Despite the link between new technologies and improved outcomes, mixed evidence regarding reducing disparities from the research literature [122,129] suggests that telehealth has yet to fulfill its potential of being truly accessible to and effective for ethnic minority diabetes patients [15]. Cultural and linguistic tailoring to a diverse demographic and offering translation and interpretation services where possible could extend the benefits of telehealth type 2 diabetes interventions to a wider cross-section of patients, thereby promoting more equitable access to health care [43,153].

Findings from this and earlier systematic reviews suggest that between a third and half of telehealth diabetes trials provide no information on the ethnic composition of their samples. Further, other demographic characteristics, such as socioeconomic status, are not consistently reported across studies (see Multimedia Appendix 2). Providing data on participants’ gender and age, but no information on ethnicity for either the sample or the local target population is insufficient for assessing the external validity of the findings. Ethnicity information is necessary to evaluate claims about telehealth’s accessibility to all patients (and not just a subsection of the population), including its ability to foster social inclusion through the uptake of services.

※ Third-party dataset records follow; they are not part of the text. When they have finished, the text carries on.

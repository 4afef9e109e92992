use std::{
    hash::{DefaultHasher, Hash, Hasher},
    path::{Path, PathBuf},
    time::Duration,
};

use tokio::fs;
use tracing::{debug, warn};

use crate::{
    extractor::Extraction,
    guidance::{ContentFormat, Tone},
};

pub fn get_root_cache_dir() -> PathBuf {
    dirs::cache_dir()
        .unwrap_or_else(|| PathBuf::from("/tmp"))
        .join("brollbot")
}

/// On-disk cache of beat extraction results. Entries older than `ttl` are
/// treated as missing.
#[derive(Debug, Clone)]
pub struct BeatCache {
    dir: PathBuf,
    ttl: Duration,
    skip_reads: bool,
}

impl BeatCache {
    pub fn new(dir: impl Into<PathBuf>, ttl: Duration) -> Self {
        Self {
            dir: dir.into(),
            ttl,
            skip_reads: false,
        }
    }

    pub fn in_default_dir(ttl: Duration) -> Self {
        Self::new(get_root_cache_dir(), ttl)
    }

    /// Ignore existing entries but keep writing fresh ones.
    pub fn refreshing(mut self) -> Self {
        self.skip_reads = true;
        self
    }

    pub fn dir(&self) -> &Path {
        &self.dir
    }

    /// Cache key for one extraction: same script, tone, format and service
    /// give the same key.
    pub fn key(script: &str, tone: Tone, format: ContentFormat, service: &str) -> String {
        let mut hasher = DefaultHasher::new();
        script.hash(&mut hasher);
        tone.hash(&mut hasher);
        format.hash(&mut hasher);
        service.hash(&mut hasher);
        format!("{:016x}", hasher.finish())
    }

    /// Get the path for a cached extraction
    pub fn path_for(&self, key: &str) -> PathBuf {
        self.dir.join(format!("beats_{}.json", key))
    }

    pub async fn load(&self, key: &str) -> Option<Extraction> {
        if self.skip_reads {
            return None;
        }
        let path = self.path_for(key);
        let metadata = fs::metadata(&path).await.ok()?;
        let fresh = metadata
            .modified()
            .ok()
            .and_then(|modified| modified.elapsed().ok())
            .map(|age| age < self.ttl)
            .unwrap_or(false);
        if !fresh {
            debug!(path = %path.display(), "cache entry missing or expired");
            return None;
        }

        let json_content = fs::read_to_string(&path).await.ok()?;
        match serde_json::from_str(&json_content) {
            Ok(extraction) => Some(extraction),
            Err(e) => {
                warn!(path = %path.display(), "ignoring corrupt cache entry: {}", e);
                None
            }
        }
    }

    pub async fn store(&self, key: &str, extraction: &Extraction) -> std::io::Result<()> {
        fs::create_dir_all(&self.dir).await?;
        let pretty_json = serde_json::to_string_pretty(extraction)?;
        fs::write(self.path_for(key), &pretty_json).await?;
        Ok(())
    }
}

#[cfg(test)]
mod tests {
    use super::*;
    use crate::types::EmotionalBeat;

    fn extraction() -> Extraction {
        Extraction {
            beats: vec![EmotionalBeat {
                excerpt: "Tired of cold calling?".to_string(),
                offset: 0,
                timestamp: "00:00".to_string(),
                tone: Tone::Urgent,
                visual_hint: Some("Person frustrated with phone".to_string()),
            }],
            returned: 2,
            dropped: 1,
        }
    }

    #[test]
    fn key_depends_on_every_input() {
        let base = BeatCache::key("script", Tone::Calm, ContentFormat::Ugc, "openai/gpt-4o");
        assert_eq!(
            base,
            BeatCache::key("script", Tone::Calm, ContentFormat::Ugc, "openai/gpt-4o")
        );
        assert_ne!(
            base,
            BeatCache::key("script!", Tone::Calm, ContentFormat::Ugc, "openai/gpt-4o")
        );
        assert_ne!(
            base,
            BeatCache::key("script", Tone::Funny, ContentFormat::Ugc, "openai/gpt-4o")
        );
        assert_ne!(
            base,
            BeatCache::key("script", Tone::Calm, ContentFormat::Testimonial, "openai/gpt-4o")
        );
        assert_ne!(
            base,
            BeatCache::key("script", Tone::Calm, ContentFormat::Ugc, "grok/grok-4-fast")
        );
    }

    #[tokio::test]
    async fn round_trips_within_ttl() {
        let dir = tempfile::tempdir().unwrap();
        let cache = BeatCache::new(dir.path().join("nested"), Duration::from_secs(3600));

        assert!(cache.load("abc").await.is_none());
        cache.store("abc", &extraction()).await.unwrap();
        assert_eq!(cache.load("abc").await, Some(extraction()));
    }

    #[tokio::test]
    async fn expired_and_corrupt_entries_are_misses() {
        let dir = tempfile::tempdir().unwrap();
        let expired = BeatCache::new(dir.path(), Duration::ZERO);
        expired.store("abc", &extraction()).await.unwrap();
        assert!(expired.load("abc").await.is_none());

        let cache = BeatCache::new(dir.path(), Duration::from_secs(3600));
        fs::write(cache.path_for("bad"), "not json").await.unwrap();
        assert!(cache.load("bad").await.is_none());
    }

    #[tokio::test]
    async fn refreshing_cache_writes_but_never_reads() {
        let dir = tempfile::tempdir().unwrap();
        let refreshing = BeatCache::new(dir.path(), Duration::from_secs(3600)).refreshing();
        refreshing.store("abc", &extraction()).await.unwrap();
        assert!(refreshing.load("abc").await.is_none());

        let cache = BeatCache::new(dir.path(), Duration::from_secs(3600));
        assert_eq!(cache.load("abc").await, Some(extraction()));
    }
}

The Consolidated Standards of Reporting Trials (CONSORT) statement [154], which articulates guidelines for best practice in research reporting and which has been widely adopted, advocates reporting baseline demographic and clinical characteristics for each group in the RCT. However, this is prefaced on the assumption that these will be collected, and the statement does not specify which baseline variables should be captured and described. In the case of clinical baseline variables, further specification of which variables to target would appear to be dependent on the nature of the condition being examined (eg, HbA1c for diabetes). However, this is not the case for sociodemographic variables, which apply regardless of the disease type being investigated. In trials targeting chronic conditions in which prevalence is known to vary by ethnicity and other social factors, further specification of the baseline demographic characteristics that should be reported on could reduce the variability in between-study reporting. This would assist in examining crucial relationships between sociodemographic variables and health outcomes. Journal editors and editorial boards could converge on the most important sociodemographic characteristics that should be reported (eg, in a checklist) to achieve greater consistency and help streamline such information across studies.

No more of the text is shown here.